EXERCISE REQUIREMENTS: What lines in the entries hold the string "Returns"? List them.

Collected data:
● ● ● ● ●

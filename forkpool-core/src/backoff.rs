use std::future::Future;
use std::time::Duration;

use crate::config::BackoffConfig;

const NANOS_PER_SEC: f64 = 1_000_000_000.0;

/// Exponential restart delay.
///
/// The first delay handed out after a reset is zero (retry immediately), then
/// `start_delay`, then `start_delay * multiplier`, and so on. Growth is only
/// bounded by the representable range of [`Duration`]; `max_delay` is carried
/// as configuration and is not applied here.
#[derive(Debug, Clone)]
pub struct Backoff {
    start_delay: Duration,
    max_delay: Duration,
    multiplier: f64,
    current_delay: Duration,
    max_multiplicand: Duration,
}

impl Default for Backoff {
    fn default() -> Self {
        Self::from_parts(Duration::from_millis(200), Duration::from_secs(120), 2.0)
    }
}

impl Backoff {
    pub fn new(config: &BackoffConfig) -> crate::Result<Self> {
        config.validate()?;
        Ok(Self::from_parts(
            Duration::from_millis(config.start_ms),
            Duration::from_millis(config.max_ms),
            config.multiplier,
        ))
    }

    fn from_parts(start_delay: Duration, max_delay: Duration, multiplier: f64) -> Self {
        Self {
            start_delay,
            max_delay,
            multiplier,
            current_delay: Duration::ZERO,
            max_multiplicand: scale(Duration::MAX, 1.0 / multiplier),
        }
    }

    pub fn start_delay(&self) -> Duration {
        self.start_delay
    }

    pub fn max_delay(&self) -> Duration {
        self.max_delay
    }

    pub fn multiplier(&self) -> f64 {
        self.multiplier
    }

    /// The delay the next [`schedule`](Self::schedule) call will wait for.
    pub fn current_delay(&self) -> Duration {
        self.current_delay
    }

    /// Advances the delay after a failed attempt.
    pub fn on_failure(&mut self) {
        self.current_delay = if self.current_delay.is_zero() {
            self.start_delay
        } else if self.current_delay > self.max_multiplicand {
            Duration::MAX
        } else {
            scale(self.current_delay, self.multiplier).max(self.current_delay)
        };
    }

    pub fn reset(&mut self) {
        self.current_delay = Duration::ZERO;
    }

    /// Returns the delay in effect before this call and advances the policy.
    pub fn next_delay(&mut self) -> Duration {
        let delay = self.current_delay;
        self.on_failure();
        delay
    }

    /// Runs `action` on the tokio runtime after the current delay and
    /// advances the policy. A zero delay spawns it straight away.
    ///
    /// Returns the delay that was applied.
    pub fn schedule<F>(&mut self, action: F) -> Duration
    where
        F: Future<Output = ()> + Send + 'static,
    {
        let delay = self.next_delay();
        if delay.is_zero() {
            tokio::spawn(action);
        } else {
            tokio::spawn(async move {
                tokio::time::sleep(delay).await;
                action.await;
            });
        }
        delay
    }
}

fn scale(delay: Duration, factor: f64) -> Duration {
    let nanos = (delay.as_nanos() as f64 * factor).round();
    let secs = (nanos / NANOS_PER_SEC).floor();
    if !secs.is_finite() || secs >= u64::MAX as f64 {
        return Duration::MAX;
    }
    let subsec = (nanos - secs * NANOS_PER_SEC).clamp(0.0, NANOS_PER_SEC - 1.0);
    Duration::new(secs as u64, subsec as u32)
}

● ● ● ● ●

RESULT:
    /// Returns the delay in effect before this call and advances the policy.
    /// Returns the delay that was applied.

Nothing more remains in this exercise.